Девочки уходят.
Таким образом я веду свою подругу через мое детство, но она его не видит и не замечает, а молча идет рядом, думая лишь о возможной слежке особиста.
Она идет на удивление невозмутимо. Ее просто оцепенил и ослепил страх. Е е страх. Меня же м о й страх сделал зорким чудовищно, и, когда мы входим со света в кромешный коридор барака, я умудряюсь разглядеть трущобную стирку в дальнем его конце и человека, сортирующего в консервной банке червей-опарышей.
Возня с тетидусиным ключом - и мы в комнате. У меня с собой бутерброды. С красной икрой. Пять штук. Копеечные дела по тем временам. А она достает вино! Она достает - вино... Такого я сроду не мог предположить. Она достает незнакомое мне вино, а знаком я - да и то понаслышке - только с кагором и портвейном "три семерки", каковые очень ценятся окружающими меня знатоками чего угодно, но не этого дела.
- Погоди! - говорит она, когда, выпив немного и съев полбутерброда, я дрожа начинаю обнимать ее, беспрепятственно касаясь тяжелой и теплой материи мягкого платья, и ощущение это само по себе уже сладостно. - Погоди! говорит она. - Мне сперва нужно выйти!
- Выйти?
- Обязательно!
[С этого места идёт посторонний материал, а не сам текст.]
//! CSV Import
//!
//! Loads tagged vector records from CSV into a `TaggedTemporalData`.
//! Each row is `timestamp, tag, v1, ..., vD`; the timestamp and tag columns
//! can be moved, and every remaining column is read as a vector component in
//! column order.
//!
//! Timestamps may be RFC 3339, naive ISO 8601 (read as UTC), a bare date, or
//! integer Unix milliseconds. Bad rows are counted and skipped.

use crate::storage::{Moment, StoreResult, TaggedTemporalData};
use std::io::Read;
use std::path::Path;

/// CSV importer with configurable column mapping
#[derive(Debug, Clone)]
pub struct CsvImporter {
    /// Column index for timestamps (0-indexed)
    timestamp_column: usize,
    /// Column index for the tag
    tag_column: usize,
    /// Whether the CSV has a header row
    has_header: bool,
    /// Field delimiter
    delimiter: u8,
}

/// Result of a CSV import operation
#[derive(Debug, Default)]
pub struct CsvImportResult {
    pub rows_processed: usize,
    pub rows_imported: usize,
    pub rows_failed: usize,
    pub errors: Vec<String>,
}

impl Default for CsvImporter {
    fn default() -> Self {
        Self::new()
    }
}

impl CsvImporter {
    /// Create a new CSV importer with default settings
    pub fn new() -> Self {
        Self {
            timestamp_column: 0,
            tag_column: 1,
            has_header: true,
            delimiter: b',',
        }
    }

    /// Set the timestamp column index
    pub fn with_timestamp_column(mut self, column: usize) -> Self {
        self.timestamp_column = column;
        self
    }

    /// Set the tag column index
    pub fn with_tag_column(mut self, column: usize) -> Self {
        self.tag_column = column;
        self
    }

    /// Set whether the CSV has a header row
    pub fn with_header(mut self, has_header: bool) -> Self {
        self.has_header = has_header;
        self
    }

    /// Set the field delimiter
    pub fn with_delimiter(mut self, delimiter: u8) -> Self {
        self.delimiter = delimiter;
        self
    }

    /// Import from a file on disk
    pub fn import_file(
        &self,
        path: &Path,
        target: &mut TaggedTemporalData<String, f64>,
    ) -> StoreResult<CsvImportResult> {
        let file = std::fs::File::open(path)?;
        tracing::info!("Importing CSV from {:?}", path);
        self.import_reader(file, target)
    }

    /// Import from any reader
    ///
    /// Only a failure to obtain the table handle aborts the import; row-level
    /// problems are collected in the result.
    pub fn import_reader<R: Read>(
        &self,
        reader: R,
        target: &mut TaggedTemporalData<String, f64>,
    ) -> StoreResult<CsvImportResult> {
        target.table()?;

        let mut rdr = csv::ReaderBuilder::new()
            .has_headers(self.has_header)
            .delimiter(self.delimiter)
            .flexible(true)
            .trim(csv::Trim::All)
            .from_reader(reader);

        let mut result = CsvImportResult::default();

        for (idx, record) in rdr.records().enumerate() {
            let row = idx + 1;
            result.rows_processed += 1;

            let outcome = record
                .map_err(|e| e.to_string())
                .and_then(|record| self.parse_row(&record))
                .and_then(|(tag, moment, values)| {
                    target
                        .append(tag.as_str(), moment, &values)
                        .map(|_| ())
                        .map_err(|e| e.to_string())
                });

            match outcome {
                Ok(()) => result.rows_imported += 1,
                Err(e) => {
                    tracing::warn!(row, error = %e, "skipping CSV row");
                    result.rows_failed += 1;
                    result.errors.push(format!("row {}: {}", row, e));
                }
            }
        }

        tracing::info!(
            imported = result.rows_imported,
            failed = result.rows_failed,
            "CSV import finished"
        );
        Ok(result)
    }

    fn parse_row(&self, record: &csv::StringRecord) -> Result<(String, Moment, Vec<f64>), String> {
        let ts = record
            .get(self.timestamp_column)
            .ok_or_else(|| format!("missing timestamp column {}", self.timestamp_column))?;
        let moment = parse_timestamp(ts)?;

        let tag = record
            .get(self.tag_column)
            .filter(|t| !t.is_empty())
            .ok_or_else(|| format!("missing tag column {}", self.tag_column))?
            .to_string();

        let values = record
            .iter()
            .enumerate()
            .filter(|(i, _)| *i != self.timestamp_column && *i != self.tag_column)
            .map(|(_, field)| {
                field
                    .parse::<f64>()
                    .map_err(|_| format!("invalid value {:?}", field))
            })
            .collect::<Result<Vec<f64>, String>>()?;

        Ok((tag, moment, values))
    }
}

fn parse_timestamp(ts: &str) -> Result<Moment, String> {
    if let Ok(millis) = ts.parse::<i64>() {
        return Moment::from_unix_millis(millis).map_err(|e| e.to_string());
    }
    ts.parse::<Moment>().map_err(|e| e.to_string())
}

#[cfg(test)]
mod tests {
    use super::*;
    use crate::storage::{LookupTable, TimeKeyed};
    use std::io::Write;
    use std::sync::Arc;
    use tempfile::NamedTempFile;

    fn target(dimension: usize) -> (Arc<LookupTable<String>>, TaggedTemporalData<String, f64>) {
        let table = Arc::new(LookupTable::new());
        let data = TaggedTemporalData::new(&table, dimension);
        (table, data)
    }

    #[test]
    fn test_import_rows() {
        let csv = "timestamp,sensor,value\n\
                   2024-01-01T00:00:00Z,temp-sensor-1,21.5\n\
                   2024-01-01T00:05:00Z,temp-sensor-1,21.7\n\
                   2024-01-01 00:05:00,temp-sensor-2,19.0\n";

        let (table, mut data) = target(1);
        let result = CsvImporter::new()
            .import_reader(csv.as_bytes(), &mut data)
            .unwrap();

        assert_eq!(result.rows_processed, 3);
        assert_eq!(result.rows_imported, 3);
        assert_eq!(result.rows_failed, 0);
        assert_eq!(table.len(), 2);
        assert_eq!(data.record_count(), 3);

        let t0: Moment = "2024-01-01T00:00:00Z".parse().unwrap();
        let rows: Vec<&[f64]> = data.get_all("temp-sensor-1", &t0).unwrap().collect();
        assert_eq!(rows, vec![&[21.5][..]]);
    }

    #[test]
    fn test_bad_rows_are_skipped() {
        let csv = "ts,tag,x,y\n\
                   2024-01-01,a,1.0,2.0\n\
                   not-a-time,a,1.0,2.0\n\
                   2024-01-02,a,oops,2.0\n\
                   2024-01-03,a,1.0\n\
                   2024-01-04,,1.0,2.0\n\
                   1704067200000,b,3.0,4.0\n";

        let (_table, mut data) = target(2);
        let result = CsvImporter::new()
            .import_reader(csv.as_bytes(), &mut data)
            .unwrap();

        assert_eq!(result.rows_processed, 6);
        assert_eq!(result.rows_imported, 2);
        assert_eq!(result.rows_failed, 4);
        assert_eq!(result.errors.len(), 4);
        assert!(result.errors[0].starts_with("row 2:"));
    }

    #[test]
    fn test_custom_columns_and_file() {
        let mut file = NamedTempFile::new().unwrap();
        writeln!(file, "cpu;2024-03-01T12:00:00Z;0.25").unwrap();
        writeln!(file, "cpu;2024-03-01T12:01:00Z;0.50").unwrap();

        let (_table, mut data) = target(1);
        let result = CsvImporter::new()
            .with_header(false)
            .with_delimiter(b';')
            .with_tag_column(0)
            .with_timestamp_column(1)
            .import_file(file.path(), &mut data)
            .unwrap();

        assert_eq!(result.rows_imported, 2);
        assert_eq!(data.records_for("cpu").unwrap().len(), 2);
    }
}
Я иначе не могу...
Я убит. Выходят в Пушкинском студгородке вот куда: среди бараков на все про все имеются два сарая, по виду как бы деревенские амбары. Каждый сарай высок и светел из-за щелей и одного оконца слухового типа. Сараи выбелены известкой прямо по дереву, и сползшая с плохих и старых досок известка создает уникальный колорит неопрятности и неприкасаемости. Амбар перегорожен стенкой, которая упиралась бы в потолок, если бы таковой был, но над стенкой пусто, а дальше виднеется изнутри конек двускатной крыши.
По обе стороны стенки - на мужской и женской половине - помосты из толстенных досок с выдолбленными в ряд восемью дырками. Эффект присутствия полный. Во-первых, из-за низкой перегородки, во-вторых, из-за того, что, если стоишь, не доходя до помоста, в яме виден окончательный результат совершаемого за перегородкой.
Те, кому этого мало, пробили в стене на разной высоте очень большие дырки. Дырки эти кое-где чем попало заколочены. Но только кое-где. Я тоже родился не во дворце, тоже посещал нужник на задворках, и о том, что на сиденье садятся, а не встают ногами, догадался сам в двадцать три года, но в чудовищные сортиры студгородка (Пушкинского, не Алексеевского) заглядывал только при крайних обстоятельствах, хотя в знойные дни вонь в их прогретом полумраке почему-то делалась томительной, а сквозь бреши в перегородке можно было понаблюдать решительные приседания и послушать интересные разговоры забежавших подруг. Но это - летом.
Как известно, народ наш обращается с отхожими местами на редкость небрежно и неряшливо. Ему, народу то есть, ничего не стоит, пренебрегая элементарными навыками прицельности, загадить края отверстия, измочить пол, оставить на стене отпечаток пальца. Доски всё впитывают, всё присыхает к ним, намеренная неопрятность порождает неопрятность вынужденную, и расположиться над очком становится все труднее и труднее. К наклонному сивому желобу тоже мешают подойти лужи, особенно если ты на кожимитовой подошве или в тапочках.
А тут - холода на носу. Все, что впитывалось, начинает заледеневать, наслаиваться. О том, чтобы пройти по наледи к очку, не может быть речи уже в канун января. Тактическое пространство уменьшается. Захожий народ отступает в своих действиях ближе к входной двери, беспорядочно гадя на пол. На стенах (пока еще изнутри) высокие наледи сывороточного цвета, они, достигая полутораметровой высоты, сталагмитами высятся из пола, перемежаясь окаменевшими бурыми кочками.